Backbone dynamics of the intrinsically disordered HIV-1 Tat protein
The type 1 Human Immunodeficiency Virus (HIV-1) transactivator of transcription (Tat) is a 101-residue protein that significantly increases the viral transcription. The full-length Tat protein (Tat101) is encoded by two exons yielding the first 72 and the last 29 residues of the protein, respectively. The function and intrinsic disorder of the first 72 residues have been studied in great detail but relatively little is known about the structure and function of the second exon product despite its conserved expression in all lentiviruses. My thesis aims to study the impact of Tat’s second exon product on the full-length protein in terms of disorder, dynamics and structural propensity. NMR spectroscopy has been used to study Tat101 protein in a fully reduced state. Multiple isotope labeling strategies were applied and the labeled protein was expressed and purified in high yield. Backbone resonance assignment, chemical shift analysis, structure propensity analysis, fast (ps-ns) and slow (ms) timescale dynamics and hydrogen exchange studies confirm the intrinsically disordered nature of the second exon product and full-length Tat. The NMR results revealed Tat’s propensities to adopt different local conformations. Reduced spectral density mapping and model-free analysis show that the fast internal motion on the ps-ns timescale dominates the relaxation, and that Tat101 has no slow motion / conformational exchange on the ms timescale.

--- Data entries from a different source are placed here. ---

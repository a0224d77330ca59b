//! Idle auto-shutoff countdown
//!
//! Counts base ticks since the last confirmed button toggle. The counter is
//! decremented with wrapping arithmetic; hitting zero is the shutoff
//! condition, after which it simply keeps counting down from `u16::MAX`.

/// Idle countdown shared by both channels
#[derive(Debug, Clone, Copy, PartialEq, Eq)]
#[cfg_attr(feature = "defmt", derive(defmt::Format))]
pub struct IdleCountdown {
    /// Ticks left before shutoff
    remaining: u16,
    /// Value restored on every toggle
    max: u16,
}

impl IdleCountdown {
    /// Create a countdown starting at its maximum
    pub const fn new(max: u16) -> Self {
        Self {
            remaining: max,
            max,
        }
    }

    /// Restart the countdown (a button toggle was confirmed)
    pub fn reset(&mut self) {
        self.remaining = self.max;
    }

    /// Advance one base tick
    ///
    /// Returns `true` on the tick the countdown reaches zero.
    pub fn tick(&mut self) -> bool {
        self.remaining = self.remaining.wrapping_sub(1);
        self.remaining == 0
    }

    /// Ticks left before shutoff
    pub fn remaining(&self) -> u16 {
        self.remaining
    }

    /// Configured maximum
    pub fn max(&self) -> u16 {
        self.max
    }
}
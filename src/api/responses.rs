//! API request and response structures

use chrono::{DateTime, Utc};
use serde::{Deserialize, Serialize};

use crate::state::{Mode, Period, TimerSnapshot};

/// Response for timer control endpoints
#[derive(Debug, Clone, Serialize, Deserialize)]
pub struct ApiResponse {
    pub status: String,
    pub message: String,
    pub timestamp: DateTime<Utc>,
    pub timer: TimerSnapshot,
}

impl ApiResponse {
    /// Create a new API response
    pub fn new(status: String, message: String, timer: TimerSnapshot) -> Self {
        Self {
            status,
            message,
            timestamp: Utc::now(),
            timer,
        }
    }

    /// Status reflects whether the countdown is running after the operation
    pub fn from_timer(message: String, timer: TimerSnapshot) -> Self {
        let status = if timer.running { "running" } else { "paused" };
        Self::new(status.to_string(), message, timer)
    }

    /// Create a response for an operation that was not applied
    pub fn rejected(message: String, timer: TimerSnapshot) -> Self {
        Self::new("rejected".to_string(), message, timer)
    }
}

/// Body for POST /timer/mode
#[derive(Debug, Clone, Serialize, Deserialize)]
pub struct ModeRequest {
    pub mode: Mode,
}

/// Body for POST /timer/custom
///
/// `minutes` is the raw input text; it is clamped or defaulted on commit.
#[derive(Debug, Clone, Serialize, Deserialize)]
pub struct CustomDurationRequest {
    pub period: Period,
    pub minutes: String,
}

/// Body for POST /messages
#[derive(Debug, Clone, Serialize, Deserialize)]
pub struct NewMessageRequest {
    pub message: String,
}

/// Status response with timer and server information
#[derive(Debug, Clone, Serialize, Deserialize)]
pub struct StatusResponse {
    pub timer: TimerSnapshot,
    pub uptime: String,
    pub port: u16,
    pub host: String,
    pub last_action: Option<String>,
    pub last_action_time: Option<DateTime<Utc>>,
}

/// Health check response
#[derive(Debug, Clone, Serialize, Deserialize)]
pub struct HealthResponse {
    pub status: String,
    pub timestamp: DateTime<Utc>,
    pub version: String,
}

impl HealthResponse {
    /// Create a new health response
    pub fn ok() -> Self {
        Self {
            status: "ok".to_string(),
            timestamp: Utc::now(),
            version: env!("CARGO_PKG_VERSION").to_string(),
        }
    }
}
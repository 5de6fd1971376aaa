//! Configuration and CLI argument handling

use std::time::Duration;

use clap::Parser;

use crate::state::Mode;

/// CLI argument parsing structure
#[derive(Parser)]
#[command(name = "pomodoro-server")]
#[command(about = "A state-managed HTTP server for an ADHD-friendly Pomodoro timer")]
#[command(version)]
pub struct Config {
    /// Port to bind the server to
    #[arg(short, long, default_value = "20554")]
    pub port: u16,

    /// Host address to bind to
    #[arg(long, default_value = "0.0.0.0")]
    pub host: String,

    /// Timer mode at startup (moderate, severe, neurotypical, custom)
    #[arg(short, long, default_value = "moderate")]
    pub mode: Mode,

    /// How often the message store is polled, in milliseconds
    #[arg(long, default_value = "5000")]
    pub poll_interval_ms: u64,

    /// Enable verbose logging
    #[arg(short, long)]
    pub verbose: bool,
}

impl Config {
    /// Parse configuration from command line arguments
    pub fn parse() -> Self {
        Parser::parse()
    }

    /// Get the server address as a formatted string
    pub fn address(&self) -> String {
        format!("{}:{}", self.host, self.port)
    }

    /// Get the appropriate log level based on verbose flag
    pub fn log_level(&self) -> &'static str {
        if self.verbose { "debug" } else { "info" }
    }

    /// Message poll cadence; zero is bumped to 1ms so the interval stays valid
    pub fn poll_interval(&self) -> Duration {
        Duration::from_millis(self.poll_interval_ms.max(1))
    }
}

#[cfg(test)]
mod tests {
    use super::*;

    #[test]
    fn defaults_match_widget_startup() {
        let config = Config::try_parse_from(["pomodoro-server"]).unwrap();
        assert_eq!(config.mode, Mode::Moderate);
        assert_eq!(config.poll_interval(), Duration::from_millis(5000));
        assert_eq!(config.address(), "0.0.0.0:20554");
        assert_eq!(config.log_level(), "info");
    }

    #[test]
    fn mode_and_verbosity_flags() {
        let config = Config::try_parse_from(["pomodoro-server", "-m", "severe", "-v", "--poll-interval-ms", "0"]).unwrap();
        assert_eq!(config.mode, Mode::Severe);
        assert_eq!(config.log_level(), "debug");
        assert_eq!(config.poll_interval(), Duration::from_millis(1));
        assert!(Config::try_parse_from(["pomodoro-server", "--mode", "turbo"]).is_err());
    }
}
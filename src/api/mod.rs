//! HTTP API module
//!
//! This module contains all HTTP endpoint handlers and request/response structures.

pub mod handlers;
pub mod responses;

use std::sync::Arc;
use axum::{
    routing::{get, post},
    Router,
};
use tower_http::{cors::CorsLayer, trace::TraceLayer};

use crate::state::AppState;
use handlers::*;

/// Create the HTTP router with all endpoints
pub fn create_router(state: Arc<AppState>) -> Router {
    Router::new()
        .route("/timer", get(timer_handler))
        .route("/timer/toggle", post(toggle_handler))
        .route("/timer/reset", post(reset_handler))
        .route("/timer/skip", post(skip_handler))
        .route("/timer/mode", post(mode_handler))
        .route("/timer/custom", post(custom_duration_handler))
        .route("/timer/custom/apply", post(apply_custom_handler))
        .route("/timer/cycles/reset", post(reset_cycles_handler))
        // Message gateway
        .route("/messages", post(add_message_handler))
        .route("/messages/latest", get(latest_message_handler))
        .route("/status", get(status_handler))
        .route("/health", get(health_handler))
        .layer(CorsLayer::permissive())
        .layer(TraceLayer::new_for_http())
        .with_state(state)
}
//! Latest-message gateway backed by a time-scored sorted set

use std::{
    collections::BTreeSet,
    sync::Mutex,
};

use chrono::Utc;
use serde::{Deserialize, Serialize};
use thiserror::Error;
use tracing::debug;

/// Key the messages live under in the sorted set
pub const MESSAGES_KEY: &str = "chat:messages";

/// A stored chat message; `time` is epoch milliseconds
#[derive(Debug, Clone, PartialEq, Eq, Serialize, Deserialize)]
pub struct MessageRecord {
    pub message: String,
    pub time: i64,
}

#[derive(Debug, Error)]
pub enum StoreError {
    #[error("message store unavailable: {0}")]
    Unavailable(String),
    #[error("failed to encode message: {0}")]
    Encode(#[source] serde_json::Error),
    #[error("stored message is malformed: {0}")]
    Decode(#[source] serde_json::Error),
}

/// Append/read-latest contract of the external message store
pub trait MessageStore: Send + Sync {
    fn append(&self, message: String) -> Result<MessageRecord, StoreError>;

    fn latest(&self) -> Result<Option<MessageRecord>, StoreError>;
}

/// In-process sorted set: members are JSON-encoded records scored by time.
///
/// Ordering matches a score-then-member sorted set, so the latest entry is
/// the highest score with ties broken by the greatest member.
#[derive(Debug, Default)]
pub struct InMemoryMessageStore {
    entries: Mutex<BTreeSet<(i64, String)>>,
}

impl InMemoryMessageStore {
    pub fn new() -> Self {
        Self::default()
    }

    /// Insert a record with an explicit score
    pub fn insert(&self, record: &MessageRecord) -> Result<(), StoreError> {
        let member = serde_json::to_string(record).map_err(StoreError::Encode)?;
        let mut entries = self
            .entries
            .lock()
            .map_err(|e| StoreError::Unavailable(format!("lock poisoned: {}", e)))?;
        entries.insert((record.time, member));
        debug!("Stored message in {} at {}", MESSAGES_KEY, record.time);
        Ok(())
    }

    pub fn len(&self) -> usize {
        self.entries.lock().map(|entries| entries.len()).unwrap_or(0)
    }

    pub fn is_empty(&self) -> bool {
        self.len() == 0
    }
}

impl MessageStore for InMemoryMessageStore {
    fn append(&self, message: String) -> Result<MessageRecord, StoreError> {
        let record = MessageRecord {
            message,
            time: Utc::now().timestamp_millis(),
        };
        self.insert(&record)?;
        Ok(record)
    }

    fn latest(&self) -> Result<Option<MessageRecord>, StoreError> {
        let entries = self
            .entries
            .lock()
            .map_err(|e| StoreError::Unavailable(format!("lock poisoned: {}", e)))?;

        entries
            .iter()
            .next_back()
            .map(|(_, member)| serde_json::from_str(member).map_err(StoreError::Decode))
            .transpose()
    }
}
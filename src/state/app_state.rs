//! Main application state management

use std::{
    sync::{Arc, Mutex},
    time::Instant,
};
use chrono::{DateTime, Utc};
use tokio::sync::watch;
use tracing::{debug, info, warn};

use crate::services::MessageStore;
use super::{Mode, Period, TickOutcome, TimerSnapshot, TimerState};

/// Main application state that owns the timer and the message gateway
pub struct AppState {
    /// Authoritative timer state machine
    pub timer_state: Arc<Mutex<TimerState>>,
    /// Message store gateway
    pub messages: Arc<dyn MessageStore>,
    /// Server metadata
    pub start_time: Instant,
    pub port: u16,
    pub host: String,
    /// Last action tracking
    pub last_action: Arc<Mutex<Option<String>>>,
    pub last_action_time: Arc<Mutex<Option<DateTime<Utc>>>>,
    /// Channel for timer snapshots after every transition
    pub timer_update_tx: watch::Sender<TimerSnapshot>,
    /// Keep the receiver alive to prevent channel closure
    pub _timer_update_rx: watch::Receiver<TimerSnapshot>,
}

impl AppState {
    /// Create a new AppState with a paused timer in `mode`
    pub fn new(port: u16, host: String, mode: Mode, messages: Arc<dyn MessageStore>) -> Self {
        let timer = TimerState::new(mode);
        let (timer_update_tx, timer_update_rx) = watch::channel(timer.snapshot());

        Self {
            timer_state: Arc::new(Mutex::new(timer)),
            messages,
            start_time: Instant::now(),
            port,
            host,
            last_action: Arc::new(Mutex::new(None)),
            last_action_time: Arc::new(Mutex::new(None)),
            timer_update_tx,
            _timer_update_rx: timer_update_rx,
        }
    }

    /// Apply a transition to the timer and publish the resulting snapshot
    fn transition<F, R>(&self, action: Option<&str>, updater: F) -> Result<(R, TimerSnapshot), String>
    where
        F: FnOnce(&mut TimerState) -> R,
    {
        let mut timer = self.timer_state.lock()
            .map_err(|e| format!("Failed to lock timer state: {}", e))?;

        let outcome = updater(&mut *timer);
        let snapshot = timer.snapshot();
        drop(timer); // Release the lock early

        if let Some(action) = action {
            if let Ok(mut last_action) = self.last_action.lock() {
                *last_action = Some(action.to_string());
            }
            if let Ok(mut last_time) = self.last_action_time.lock() {
                *last_time = Some(Utc::now());
            }
        }

        // send_replace never fails, even with every receiver gone
        self.timer_update_tx.send_replace(snapshot.clone());

        Ok((outcome, snapshot))
    }

    /// Start a paused timer or pause a running one
    pub fn start_or_pause(&self) -> Result<TimerSnapshot, String> {
        let (running, snapshot) = self.transition(Some("toggle"), |timer| timer.start_or_pause())?;
        info!(
            "Timer {} at {} ({})",
            if running { "started" } else { "paused" },
            snapshot.clock,
            snapshot.display_label
        );
        Ok(snapshot)
    }

    /// Refill the current period and pause
    pub fn reset(&self) -> Result<TimerSnapshot, String> {
        let (_, snapshot) = self.transition(Some("reset"), |timer| timer.reset())?;
        info!("Timer reset to {} ({})", snapshot.clock, snapshot.display_label);
        Ok(snapshot)
    }

    /// Jump to the next period
    pub fn skip(&self) -> Result<TimerSnapshot, String> {
        let (next, snapshot) = self.transition(Some("skip"), |timer| timer.skip())?;
        info!(
            "Skipped to {} ({} cycles completed)",
            next.label(),
            snapshot.completed_work_cycles
        );
        Ok(snapshot)
    }

    /// Switch timing mode
    pub fn change_mode(&self, mode: Mode) -> Result<TimerSnapshot, String> {
        let (_, snapshot) = self.transition(Some("change-mode"), |timer| timer.change_mode(mode))?;
        info!("Timer mode set to: {} ({})", mode, snapshot.preset_summary);
        Ok(snapshot)
    }

    /// Commit a custom duration; `Ok(None)` when the timer is not in custom mode
    pub fn set_custom_duration(&self, period: Period, raw: &str) -> Result<Option<TimerSnapshot>, String> {
        let (committed, snapshot) = self.transition(Some("set-custom-duration"), |timer| {
            timer.set_custom_duration(period, raw)
        })?;

        match committed {
            Some(minutes) => {
                info!("Custom {} duration set to {} min (input {:?})", period.label(), minutes, raw);
                Ok(Some(snapshot))
            }
            None => {
                warn!("Ignoring custom duration for {} outside custom mode", period.label());
                Ok(None)
            }
        }
    }

    /// Close the custom editor and restart the current period with the new durations
    pub fn apply_custom_durations(&self) -> Result<TimerSnapshot, String> {
        let (_, snapshot) = self.transition(Some("apply-custom"), |timer| timer.apply_custom_durations())?;
        info!("Custom durations applied: {}", snapshot.preset_summary);
        Ok(snapshot)
    }

    /// Zero the completed-cycle counter
    pub fn reset_cycle_counter(&self) -> Result<TimerSnapshot, String> {
        let (cleared, snapshot) = self.transition(Some("reset-cycles"), |timer| timer.reset_cycle_counter())?;
        if cleared {
            info!("Completed cycle counter reset");
        } else {
            debug!("Cycle counter already at zero");
        }
        Ok(snapshot)
    }

    /// Feed one elapsed second issued under `epoch` into the timer
    pub fn tick(&self, epoch: u64) -> Result<TickOutcome, String> {
        let (outcome, snapshot) = self.transition(None, |timer| timer.tick(epoch))?;
        match outcome {
            TickOutcome::Expired { next } => {
                info!("Period expired, now {} ({})", next.label(), snapshot.clock);
            }
            TickOutcome::Counted => debug!("Tick: {} remaining", snapshot.clock),
            TickOutcome::Ignored => {}
        }
        Ok(outcome)
    }

    /// Get current timer snapshot
    pub fn get_timer_snapshot(&self) -> Result<TimerSnapshot, String> {
        self.timer_state.lock()
            .map(|timer| timer.snapshot())
            .map_err(|e| format!("Failed to lock timer state: {}", e))
    }

    /// Subscribe to timer snapshots
    pub fn subscribe(&self) -> watch::Receiver<TimerSnapshot> {
        self.timer_update_tx.subscribe()
    }

    /// Calculate server uptime as a formatted string
    pub fn get_uptime(&self) -> String {
        let duration = self.start_time.elapsed();
        let hours = duration.as_secs() / 3600;
        let minutes = (duration.as_secs() % 3600) / 60;
        let seconds = duration.as_secs() % 60;

        if hours > 0 {
            format!("{}h {}m {}s", hours, minutes, seconds)
        } else if minutes > 0 {
            format!("{}m {}s", minutes, seconds)
        } else {
            format!("{}s", seconds)
        }
    }

    /// Get last action information
    pub fn get_last_action(&self) -> (Option<String>, Option<DateTime<Utc>>) {
        let last_action = self.last_action.lock().ok().and_then(|a| a.clone());
        let last_action_time = self.last_action_time.lock().ok().and_then(|t| *t);
        (last_action, last_action_time)
    }
}

#[cfg(test)]
mod tests {
    use super::*;
    use crate::services::InMemoryMessageStore;

    fn test_state() -> AppState {
        AppState::new(0, "127.0.0.1".to_string(), Mode::Moderate, Arc::new(InMemoryMessageStore::new()))
    }

    #[test]
    fn transitions_publish_snapshots() {
        let state = test_state();
        let rx = state.subscribe();

        state.skip().unwrap();
        let published = rx.borrow().clone();
        assert_eq!(published.period, Period::ShortBreak);
        assert_eq!(published.completed_work_cycles, 1);
        assert_eq!(published, state.get_timer_snapshot().unwrap());
    }

    #[test]
    fn controls_record_last_action() {
        let state = test_state();
        assert_eq!(state.get_last_action(), (None, None));

        state.change_mode(Mode::Severe).unwrap();
        let (action, time) = state.get_last_action();
        assert_eq!(action.as_deref(), Some("change-mode"));
        assert!(time.is_some());

        let epoch = state.get_timer_snapshot().unwrap().epoch;
        state.tick(epoch).unwrap();
        assert_eq!(state.get_last_action().0.as_deref(), Some("change-mode"));
    }

    #[test]
    fn custom_duration_outside_custom_mode_is_not_applied() {
        let state = test_state();
        assert_eq!(state.set_custom_duration(Period::Work, "40").unwrap(), None);

        state.change_mode(Mode::Custom).unwrap();
        let snapshot = state.set_custom_duration(Period::Work, "40").unwrap().unwrap();
        assert_eq!(snapshot.custom.work, 40);
    }
}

The hydrogen exchange measurements yield protection factors below 1, which can be explained by the higher local pH compared with the bulk solvent. Classical molecular dynamics simulations were used as a complementary technique to verify the NMR results and to sample the protein conformers that are invisible to NMR due to ensemble averaging. The two 100 ns trajectories from the simulations of Tat’s first exon product are dominated by non-structural elements such as coils, turns, and bends. The order parameters derived from the simulations are below 0.8 and in agreement with the NMR results, confirming the flexibility of the protein. The combination of NMR dynamics and simulation results indicate that some regions of the protein likely bind partners through a conformational-selection mechanism while other parts of protein bind their targets through an induced-fit mechanism.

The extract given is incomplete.